• No results found

B ‘Hoe de ware wereld tot een fabel werd’

A. De geschiedenis van de metafysica

Zoals bekend voltrekt ook Aristoteles ten opzichte van Plato in zekere zin een omkering. In de Vaticaanse muurschildering van Rafael zien we Plato met een vinger omhoog naar het hemelse wijzen en Aristoteles met vooruitgestoken arm en de handpalm naar beneden de aardse sferen aanduiden. Aansluitend op bovenstaande kunnen we dat verschil beter beschrijven als een omkering tussen vorm en inhoud. Voor Plato had de vorm het ontologische primaat, en van daaruit begreep hij het Zijn als de Idee.
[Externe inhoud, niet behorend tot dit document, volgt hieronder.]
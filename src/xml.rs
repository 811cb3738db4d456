//! Markup adapter - the only code that knows which XML libraries are in use.
//!
//! `roxmltree` parses; `quick-xml` writes. `roxmltree` resolves namespaces
//! and drops the raw `xmlns` attributes, so parsing keeps each name exactly
//! as it was written and re-emits each namespace declaration on the element
//! that introduced it. The XML declaration and DOCTYPE are not carried
//! through.

use std::borrow::Cow;
use std::ops::Range;

use quick_xml::escape::{escape, partial_escape};
use quick_xml::events::attributes::Attribute as XmlAttribute;
use quick_xml::events::{BytesEnd, BytesPI, BytesStart, BytesText, Event};
use quick_xml::name::QName;
use quick_xml::Writer;
use thiserror::Error;

use crate::document::{Attribute, Document, Element, Node};

const XML_NAMESPACE: &str = "http://www.w3.org/XML/1998/namespace";

#[derive(Debug, Error)]
pub enum XmlError {
    #[error("Invalid markup: {0}")]
    Parse(#[from] roxmltree::Error),

    #[error("Failed to write markup: {0}")]
    Write(String),

    #[error("Written markup is not UTF-8: {0}")]
    Encoding(#[from] std::string::FromUtf8Error),
}

pub fn parse(markup: &str) -> Result<Document, XmlError> {
    let options = roxmltree::ParsingOptions {
        allow_dtd: true,
        ..roxmltree::ParsingOptions::default()
    };
    let parsed = roxmltree::Document::parse_with_options(markup, options)?;
    Ok(Document::new(convert_element(markup, parsed.root_element())))
}

fn convert_element(markup: &str, node: roxmltree::Node<'_, '_>) -> Element {
    let tag = node.tag_name();
    let name = written_element_name(markup, node.range())
        .map(str::to_string)
        .unwrap_or_else(|| qualified_name(node, tag.namespace(), tag.name()));
    let mut element = Element::new(name);

    element.attributes.extend(namespace_declarations(node));
    element.attributes.extend(node.attributes().map(|attr| Attribute {
        name: markup
            .get(attr.range_qname())
            .map(str::to_string)
            .unwrap_or_else(|| qualified_name(node, attr.namespace(), attr.name())),
        value: attr.value().to_string(),
    }));

    for child in node.children() {
        let converted = match child.node_type() {
            roxmltree::NodeType::Element => Node::Element(convert_element(markup, child)),
            roxmltree::NodeType::Text => Node::Text(child.text().unwrap_or_default().to_string()),
            roxmltree::NodeType::Comment => {
                Node::Comment(child.text().unwrap_or_default().to_string())
            }
            roxmltree::NodeType::PI => match child.pi() {
                Some(pi) => Node::ProcessingInstruction {
                    target: pi.target.to_string(),
                    value: pi.value.map(str::to_string),
                },
                None => continue,
            },
            roxmltree::NodeType::Root => continue,
        };
        element.children.push(converted);
    }

    element
}

/// Tag name as it appears in the start tag spanning `range`.
fn written_element_name(markup: &str, range: Range<usize>) -> Option<&str> {
    let tag = markup.get(range)?.strip_prefix('<')?;
    let end = tag.find(|c: char| c.is_whitespace() || c == '/' || c == '>')?;
    (end > 0).then(|| &tag[..end])
}

/// Rebuild a name from its resolved namespace. Only used when the source
/// text is unavailable; prefers a named prefix so attributes keep theirs.
fn qualified_name(node: roxmltree::Node<'_, '_>, namespace: Option<&str>, local: &str) -> String {
    let prefix = match namespace {
        Some(XML_NAMESPACE) => Some("xml"),
        Some(uri) if node.lookup_namespace_uri(None) == Some(uri) => None,
        Some(uri) => node.lookup_prefix(uri),
        None => None,
    };
    match prefix {
        Some(prefix) => format!("{}:{}", prefix, local),
        None => local.to_string(),
    }
}

/// Bindings in scope on `node` that its parent element did not already have.
fn namespace_declarations(node: roxmltree::Node<'_, '_>) -> Vec<Attribute> {
    let inherited: Vec<(Option<&str>, &str)> = node
        .parent_element()
        .map(|parent| parent.namespaces().map(|ns| (ns.name(), ns.uri())).collect())
        .unwrap_or_default();

    node.namespaces()
        .filter(|ns| ns.uri() != XML_NAMESPACE)
        .filter(|ns| !inherited.contains(&(ns.name(), ns.uri())))
        .map(|ns| Attribute {
            name: match ns.name() {
                Some(prefix) => format!("xmlns:{}", prefix),
                None => "xmlns".to_string(),
            },
            value: ns.uri().to_string(),
        })
        .collect()
}

pub fn serialize(document: &Document) -> Result<String, XmlError> {
    let mut writer = Writer::new(Vec::new());
    write_element(&mut writer, &document.root)?;
    Ok(String::from_utf8(writer.into_inner())?)
}

fn write_element(writer: &mut Writer<Vec<u8>>, element: &Element) -> Result<(), XmlError> {
    let mut start = BytesStart::new(element.name.as_str());
    for attr in &element.attributes {
        start.push_attribute(XmlAttribute {
            key: QName(attr.name.as_bytes()),
            value: Cow::Owned(escape_attribute(&attr.value).into_bytes()),
        });
    }

    if element.children.is_empty() {
        return write_event(writer, Event::Empty(start));
    }
    write_event(writer, Event::Start(start))?;

    for child in &element.children {
        match child {
            Node::Element(el) => write_element(writer, el)?,
            Node::Text(text) => {
                write_event(writer, Event::Text(BytesText::from_escaped(partial_escape(text.as_str()))))?
            }
            Node::Comment(text) => {
                write_event(writer, Event::Comment(BytesText::from_escaped(text.as_str())))?
            }
            Node::ProcessingInstruction { target, value } => {
                let content = match value {
                    Some(value) => format!("{} {}", target, value),
                    None => target.clone(),
                };
                write_event(writer, Event::PI(BytesPI::new(content)))?
            }
        }
    }

    write_event(writer, Event::End(BytesEnd::new(element.name.as_str())))
}

fn write_event(writer: &mut Writer<Vec<u8>>, event: Event<'_>) -> Result<(), XmlError> {
    writer
        .write_event(event)
        .map_err(|e| XmlError::Write(e.to_string()))
}

/// Markup escaping plus character references for whitespace that attribute
/// value normalization would otherwise fold into spaces.
fn escape_attribute(raw: &str) -> String {
    let escaped = escape(raw);
    if !escaped.contains(['\n', '\r', '\t']) {
        return escaped.into_owned();
    }
    escaped
        .replace('\n', "&#10;")
        .replace('\r', "&#13;")
        .replace('\t', "&#9;")
}

#[cfg(test)]
mod tests {
    use super::*;

    #[test]
    fn test_round_trip_keeps_structure() {
        let markup = concat!(
            r##"<svg xmlns="http://www.w3.org/2000/svg" viewBox="0 0 100 50" class="frame">"##,
            "\n  <!-- border -->\n",
            r##"  <rect x="0" y="0" width="100" height="50" fill="#fff"/>"##,
            "\n  <text x=\"5\" y=\"20\">Scan &amp; go</text>\n",
            "</svg>"
        );
        let doc = parse(markup).unwrap();
        assert_eq!(serialize(&doc).unwrap(), markup);
    }

    #[test]
    fn test_prefixed_attributes_keep_prefix() {
        let markup = concat!(
            r#"<svg xmlns="http://www.w3.org/2000/svg" xmlns:xlink="http://www.w3.org/1999/xlink">"#,
            r##"<use xlink:href="#a" xml:space="preserve"/>"##,
            "</svg>"
        );
        let doc = parse(markup).unwrap();
        let out = serialize(&doc).unwrap();
        assert!(out.contains(r#"xmlns:xlink="http://www.w3.org/1999/xlink""#));
        assert!(out.contains(r##"<use xlink:href="#a" xml:space="preserve"/>"##));
        assert!(!out.contains("xmlns:xml="));
    }

    #[test]
    fn test_namespace_declared_once() {
        let markup = r#"<svg xmlns="http://www.w3.org/2000/svg"><g><rect/></g></svg>"#;
        let out = serialize(&parse(markup).unwrap()).unwrap();
        assert_eq!(out.matches("xmlns=").count(), 1);
        assert_eq!(out, markup);
    }

    #[test]
    fn test_prefixed_root_element() {
        let markup = r#"<s:svg xmlns:s="http://www.w3.org/2000/svg" width="10" height="10"><s:rect/></s:svg>"#;
        let doc = parse(markup).unwrap();
        assert_eq!(doc.root.name, "s:svg");
        assert_eq!(serialize(&doc).unwrap(), markup);
    }

    #[test]
    fn test_doctype_and_declaration_accepted() {
        let markup = concat!(
            "<?xml version=\"1.0\" encoding=\"UTF-8\"?>\n",
            "<!DOCTYPE svg PUBLIC \"-//W3C//DTD SVG 1.1//EN\" ",
            "\"http://www.w3.org/Graphics/SVG/1.1/DTD/svg11.dtd\">\n",
            r#"<svg xmlns="http://www.w3.org/2000/svg" width="10" height="10"/>"#
        );
        let doc = parse(markup).unwrap();
        assert_eq!(
            serialize(&doc).unwrap(),
            r#"<svg xmlns="http://www.w3.org/2000/svg" width="10" height="10"/>"#
        );
    }

    #[test]
    fn test_prefixed_declaration_before_default_keeps_unprefixed_names() {
        let markup = concat!(
            r#"<svg xmlns:svg="http://www.w3.org/2000/svg" xmlns="http://www.w3.org/2000/svg" viewBox="0 0 400 400">"#,
            r#"<rect id="bg"/><svg:circle r="4"/><g><text>Hi</text></g>"#,
            "</svg>"
        );
        let doc = parse(markup).unwrap();
        assert_eq!(doc.root.name, "svg");
        let names: Vec<_> = doc.root.child_elements().map(|e| e.name.as_str()).collect();
        assert_eq!(names, ["rect", "svg:circle", "g"]);

        let out = serialize(&doc).unwrap();
        assert!(out.starts_with("<svg "), "{}", out);
        assert!(out.contains(r#"<rect id="bg"/><svg:circle r="4"/><g><text>Hi</text></g>"#), "{}", out);
        assert!(out.ends_with("</svg>"));
        assert!(out.contains(r#"xmlns:svg="http://www.w3.org/2000/svg""#));
        assert!(out.contains(r#"xmlns="http://www.w3.org/2000/svg""#));
        assert_eq!(parse(&out).unwrap(), doc);
    }

    #[test]
    fn test_attribute_whitespace_survives() {
        let markup = "<svg data-lines=\"a&#10;b&#9;c\"/>";
        let doc = parse(markup).unwrap();
        assert_eq!(doc.root.attr("data-lines"), Some("a\nb\tc"));
        assert_eq!(serialize(&doc).unwrap(), markup);
    }

    #[test]
    fn test_attribute_values_escaped() {
        let markup = r#"<svg data-note="a &lt; b &amp; &quot;c&quot;"/>"#;
        assert_eq!(serialize(&parse(markup).unwrap()).unwrap(), markup);
    }

    #[test]
    fn test_processing_instruction_kept() {
        let markup = r#"<svg><?render hint?><g/></svg>"#;
        assert_eq!(serialize(&parse(markup).unwrap()).unwrap(), markup);
    }

    #[test]
    fn test_malformed_markup_rejected() {
        assert!(parse("<svg><g></svg>").is_err());
        assert!(parse("not markup at all").is_err());
        assert!(parse("").is_err());
    }
}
Voor Aristoteles is de algemene vorm juist een afgeleide van het specifieke zijnde. De inhoud van elk zijnde, de kern van elk ding, ongeacht welke vorm het aanneemt, noemt hij energeia, wat we als ‘werk’ of ‘werking’ kunnen vertalen, dat wil zeggen, een werkende kracht, het werken van die kracht, iets dat zelf werkend is – niet een tot stand gebracht werk of een of ander effect van iets (ergon betekent ‘werk’ (het etymologisch verband tussen het Nederlands en het Grieks is nog hoorbaar); en-

ergeia is ‘dat wat aan het werk is’). Het Zijn – en dat betekent nog steeds het bestendig

aanwezige – verschijnt voor Aristoteles als energeia.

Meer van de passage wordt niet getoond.